Your goal:
Your output should be the entries below, from the first line up to and including the line with "a split run.", reproduced exactly and with no other lines.

Extracted records:
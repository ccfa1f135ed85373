//! Train/val/test partitioning of an exported images+labels tree.
//!
//! The input is an annotation-tool export: batch folders holding image
//! files with a same-stem `.txt` label beside each. Pairs are shuffled
//! with a seeded RNG, partitioned by ratio, and copied into the
//! `images/<split>` + `labels/<split>` layout YOLO training expects,
//! with file names prefixed by their batch folder so flattening cannot
//! collide. A `data.yaml` is written last.

use std::fmt;
use std::fs;
use std::path::{Path, PathBuf};

use rand::rngs::StdRng;
use rand::seq::SliceRandom;
use rand::SeedableRng;
use serde::Serialize;
use walkdir::WalkDir;

use crate::bundle::IMAGE_EXTENSIONS;
use crate::classes::{read_class_names, CoarseClass};
use crate::error::LitterprepError;

const SPLIT_NAMES: [&str; 3] = ["train", "val", "test"];

/// Configuration for a split run.
#[derive(Clone, Debug)]
pub struct SplitOptions {
    /// Source tree containing image/label pairs (e.g. `obj_train_data`).
    pub source: PathBuf,
    /// Output root; recreated from scratch on every run.
    pub output: PathBuf,
    /// Fraction of pairs for training.
    pub train_ratio: f64,
    /// Fraction of pairs for validation; the remainder becomes test.
    pub val_ratio: f64,
    /// Shuffle seed, so splits are reproducible.
    pub seed: u64,
    /// Optional class-name list for `data.yaml`; defaults to the
    /// coarse litter taxonomy.
    pub names_file: Option<PathBuf>,
}

/// Counts from a completed split.
#[derive(Clone, Debug, Default, Serialize)]
pub struct SplitReport {
    pub pairs_total: usize,
    pub train: usize,
    pub val: usize,
    pub test: usize,
}

impl fmt::Display for SplitReport {
    fn fmt(&self, f: &mut fmt::Formatter<'_>) -> fmt::Result {
        writeln!(
            f,
            "Split {} pair(s): {} train, {} val, {} test.",
            self.pairs_total, self.train, self.val, self.test
        )
    }
}

#[derive(Serialize)]
struct DataYaml {
    path: String,
    train: String,
    val: String,
    test: String,
    nc: usize,
    names: Vec<String>,
}

/// Runs the split.
pub fn run_split(opts: &SplitOptions) -> Result<SplitReport, LitterprepError> {
    validate_ratios(opts.train_ratio, opts.val_ratio)?;

    let mut pairs = collect_pairs(&opts.source)?;
    if pairs.is_empty() {
        return Err(LitterprepError::NoPairsFound {
            path: opts.source.clone(),
        });
    }

    // Start clean so stale files from a previous split cannot leak in.
    if opts.output.exists() {
        fs::remove_dir_all(&opts.output).map_err(LitterprepError::Io)?;
    }
    for split in SPLIT_NAMES {
        fs::create_dir_all(opts.output.join("images").join(split)).map_err(LitterprepError::Io)?;
        fs::create_dir_all(opts.output.join("labels").join(split)).map_err(LitterprepError::Io)?;
    }

    let mut rng = StdRng::seed_from_u64(opts.seed);
    pairs.shuffle(&mut rng);

    let total = pairs.len();
    let train_count = (total as f64 * opts.train_ratio) as usize;
    let val_count = (total as f64 * opts.val_ratio) as usize;

    let (train_pairs, rest) = pairs.split_at(train_count);
    let (val_pairs, test_pairs) = rest.split_at(val_count.min(rest.len()));

    copy_pairs(train_pairs, &opts.source, &opts.output, "train")?;
    copy_pairs(val_pairs, &opts.source, &opts.output, "val")?;
    copy_pairs(test_pairs, &opts.source, &opts.output, "test")?;

    write_data_yaml(opts)?;

    Ok(SplitReport {
        pairs_total: total,
        train: train_pairs.len(),
        val: val_pairs.len(),
        test: test_pairs.len(),
    })
}

fn validate_ratios(train: f64, val: f64) -> Result<(), LitterprepError> {
    if !(train > 0.0 && train <= 1.0) {
        return Err(LitterprepError::InvalidSplitRatios {
            message: format!("train ratio {train} must be in (0, 1]"),
        });
    }
    if !(0.0..=1.0).contains(&val) {
        return Err(LitterprepError::InvalidSplitRatios {
            message: format!("val ratio {val} must be in [0, 1]"),
        });
    }
    if train + val > 1.0 {
        return Err(LitterprepError::InvalidSplitRatios {
            message: format!("train + val = {} exceeds 1", train + val),
        });
    }
    Ok(())
}

/// An image file and its sibling label file.
#[derive(Clone, Debug)]
struct Pair {
    image: PathBuf,
    label: PathBuf,
}

fn collect_pairs(source: &Path) -> Result<Vec<Pair>, LitterprepError> {
    let mut pairs = Vec::new();

    for entry in WalkDir::new(source).follow_links(true).sort_by_file_name() {
        let entry = entry.map_err(|source_err| LitterprepError::Traversal {
            path: source.to_path_buf(),
            message: source_err.to_string(),
        })?;

        if !entry.file_type().is_file() {
            continue;
        }
        let path = entry.path();
        let is_image = path
            .extension()
            .and_then(|ext| ext.to_str())
            .map(|ext| IMAGE_EXTENSIONS.iter().any(|e| ext.eq_ignore_ascii_case(e)))
            .unwrap_or(false);
        if !is_image {
            continue;
        }

        // Unlabeled images are left out of the split entirely.
        let label = path.with_extension("txt");
        if label.is_file() {
            pairs.push(Pair {
                image: path.to_path_buf(),
                label,
            });
        }
    }

    Ok(pairs)
}

fn copy_pairs(
    pairs: &[Pair],
    source: &Path,
    output: &Path,
    split: &str,
) -> Result<(), LitterprepError> {
    for pair in pairs {
        let new_name = prefixed_name(&pair.image, source);
        let stem = Path::new(&new_name)
            .with_extension("txt")
            .to_string_lossy()
            .into_owned();

        fs::copy(
            &pair.image,
            output.join("images").join(split).join(&new_name),
        )
        .map_err(LitterprepError::Io)?;
        fs::copy(&pair.label, output.join("labels").join(split).join(stem))
            .map_err(LitterprepError::Io)?;
    }
    Ok(())
}

/// `batch_1/0001.jpg` becomes `batch_1_0001.jpg`; files directly under
/// the source root keep their own name.
fn prefixed_name(image: &Path, source: &Path) -> String {
    let file_name = image
        .file_name()
        .map(|n| n.to_string_lossy().into_owned())
        .unwrap_or_default();

    let batch = image
        .parent()
        .filter(|parent| *parent != source)
        .and_then(|parent| parent.file_name())
        .map(|n| n.to_string_lossy().into_owned());

    match batch {
        Some(batch) => format!("{batch}_{file_name}"),
        None => file_name,
    }
}

fn write_data_yaml(opts: &SplitOptions) -> Result<(), LitterprepError> {
    let names = match &opts.names_file {
        Some(path) => read_class_names(path)?,
        None => CoarseClass::ALL
            .iter()
            .map(|class| class.name().to_string())
            .collect(),
    };

    // Absolute dataset path so the training config works from any cwd.
    let abs_output = fs::canonicalize(&opts.output).map_err(LitterprepError::Io)?;

    let data = DataYaml {
        path: abs_output.to_string_lossy().into_owned(),
        train: "images/train".to_string(),
        val: "images/val".to_string(),
        test: "images/test".to_string(),
        nc: names.len(),
        names,
    };

    let yaml = serde_yaml::to_string(&data).map_err(|source| LitterprepError::DataYamlWrite {
        path: opts.output.join("data.yaml"),
        source,
    })?;
    fs::write(opts.output.join("data.yaml"), yaml).map_err(LitterprepError::Io)
}

#[cfg(test)]
mod tests {
    use super::*;

    fn write_pair(root: &Path, rel_image: &str) {
        let image = root.join(rel_image);
        if let Some(parent) = image.parent() {
            fs::create_dir_all(parent).expect("create parent dirs");
        }
        fs::write(&image, b"img").expect("write image");
        fs::write(image.with_extension("txt"), b"0 0.5 0.5 0.1 0.1").expect("write label");
    }

    fn default_opts(temp: &Path) -> SplitOptions {
        SplitOptions {
            source: temp.join("export"),
            output: temp.join("processed"),
            train_ratio: 0.7,
            val_ratio: 0.2,
            seed: 42,
            names_file: None,
        }
    }

    fn split_listing(output: &Path, split: &str) -> Vec<String> {
        let mut names: Vec<String> = fs::read_dir(output.join("images").join(split))
            .expect("read split dir")
            .map(|e| e.expect("dir entry").file_name().to_string_lossy().into())
            .collect();
        names.sort();
        names
    }

    #[test]
    fn ratio_arithmetic_floors_train_and_val() {
        let temp = tempfile::tempdir().expect("create temp dir");
        let opts = default_opts(temp.path());
        for i in 0..10 {
            write_pair(&opts.source, &format!("batch_1/{i:04}.jpg"));
        }

        let report = run_split(&opts).expect("split");
        assert_eq!(report.pairs_total, 10);
        assert_eq!(report.train, 7);
        assert_eq!(report.val, 2);
        assert_eq!(report.test, 1);
    }

    #[test]
    fn split_is_deterministic_under_a_fixed_seed() {
        let temp = tempfile::tempdir().expect("create temp dir");
        let opts = default_opts(temp.path());
        for i in 0..8 {
            write_pair(&opts.source, &format!("batch_1/{i:04}.jpg"));
        }

        run_split(&opts).expect("first split");
        let first = split_listing(&opts.output, "train");

        run_split(&opts).expect("second split");
        let second = split_listing(&opts.output, "train");

        assert_eq!(first, second);
    }

    #[test]
    fn copies_are_batch_prefixed_with_matching_labels() {
        let temp = tempfile::tempdir().expect("create temp dir");
        let mut opts = default_opts(temp.path());
        opts.train_ratio = 1.0;
        opts.val_ratio = 0.0;
        write_pair(&opts.source, "batch_1/0001.jpg");
        write_pair(&opts.source, "batch_2/0001.jpg");

        let report = run_split(&opts).expect("split");
        assert_eq!(report.train, 2);

        let images = split_listing(&opts.output, "train");
        assert_eq!(images, vec!["batch_1_0001.jpg", "batch_2_0001.jpg"]);
        assert!(opts
            .output
            .join("labels/train/batch_1_0001.txt")
            .is_file());
    }

    #[test]
    fn unlabeled_images_are_ignored() {
        let temp = tempfile::tempdir().expect("create temp dir");
        let mut opts = default_opts(temp.path());
        opts.train_ratio = 1.0;
        opts.val_ratio = 0.0;
        write_pair(&opts.source, "batch_1/labeled.jpg");
        let orphan = opts.source.join("batch_1/orphan.jpg");
        fs::write(&orphan, b"img").expect("write orphan");

        let report = run_split(&opts).expect("split");
        assert_eq!(report.pairs_total, 1);
    }

    #[test]
    fn empty_source_is_fatal() {
        let temp = tempfile::tempdir().expect("create temp dir");
        let opts = default_opts(temp.path());
        fs::create_dir_all(&opts.source).expect("create source");

        let err = run_split(&opts).unwrap_err();
        assert!(matches!(err, LitterprepError::NoPairsFound { .. }));
    }

    #[test]
    fn bad_ratios_are_rejected() {
        let temp = tempfile::tempdir().expect("create temp dir");
        let mut opts = default_opts(temp.path());
        write_pair(&opts.source, "batch_1/0001.jpg");

        opts.train_ratio = 0.9;
        opts.val_ratio = 0.3;
        let err = run_split(&opts).unwrap_err();
        assert!(matches!(err, LitterprepError::InvalidSplitRatios { .. }));

        opts.train_ratio = 0.0;
        opts.val_ratio = 0.2;
        let err = run_split(&opts).unwrap_err();
        assert!(matches!(err, LitterprepError::InvalidSplitRatios { .. }));
    }

    #[test]
    fn data_yaml_defaults_to_the_coarse_taxonomy() {
        let temp = tempfile::tempdir().expect("create temp dir");
        let opts = default_opts(temp.path());
        write_pair(&opts.source, "batch_1/0001.jpg");

        run_split(&opts).expect("split");

        let yaml = fs::read_to_string(opts.output.join("data.yaml")).expect("read data.yaml");
        assert!(yaml.contains("nc: 8"));
        assert!(yaml.contains("plastic"));
        assert!(yaml.contains("unlabeled_litter"));
        assert!(yaml.contains("train: images/train"));
    }

    #[test]
    fn data_yaml_uses_a_provided_names_file() {
        let temp = tempfile::tempdir().expect("create temp dir");
        let mut opts = default_opts(temp.path());
        write_pair(&opts.source, "batch_1/0001.jpg");

        let names_path = temp.path().join("obj.names");
        fs::write(&names_path, "litter\nnot_litter\n").expect("write names");
        opts.names_file = Some(names_path);

        run_split(&opts).expect("split");

        let yaml = fs::read_to_string(opts.output.join("data.yaml")).expect("read data.yaml");
        assert!(yaml.contains("nc: 2"));
        assert!(yaml.contains("litter"));
    }

    #[test]
    fn rerun_replaces_previous_output() {
        let temp = tempfile::tempdir().expect("create temp dir");
        let mut opts = default_opts(temp.path());
        opts.train_ratio = 1.0;
        opts.val_ratio = 0.0;
        write_pair(&opts.source, "batch_1/0001.jpg");

        run_split(&opts).expect("first split");
        let stale = opts.output.join("images/train/stale.jpg");
        fs::write(&stale, b"stale").expect("write stale file");

        run_split(&opts).expect("second split");
        assert!(!stale.exists());
    }
}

Solution for this task:
repository ccfa1f135ed85373
//! Train/val/test partitioning of an exported images+labels tree.
//!
//! The input is an annotation-tool export: batch folders holding image
//! files with a same-stem `.txt` label beside each. Pairs are shuffled
//! with a seeded RNG, partitioned by ratio, and copied into the
//! `images/<split>` + `labels/<split>` layout YOLO training expects,
//! with file names prefixed by their batch folder so flattening cannot
//! collide. A `data.yaml` is written last.

use std::fmt;
use std::fs;
use std::path::{Path, PathBuf};

use rand::rngs::StdRng;
use rand::seq::SliceRandom;
use rand::SeedableRng;
use serde::Serialize;
use walkdir::WalkDir;

use crate::bundle::IMAGE_EXTENSIONS;
use crate::classes::{read_class_names, CoarseClass};
use crate::error::LitterprepError;

const SPLIT_NAMES: [&str; 3] = ["train", "val", "test"];

/// Configuration for a split run.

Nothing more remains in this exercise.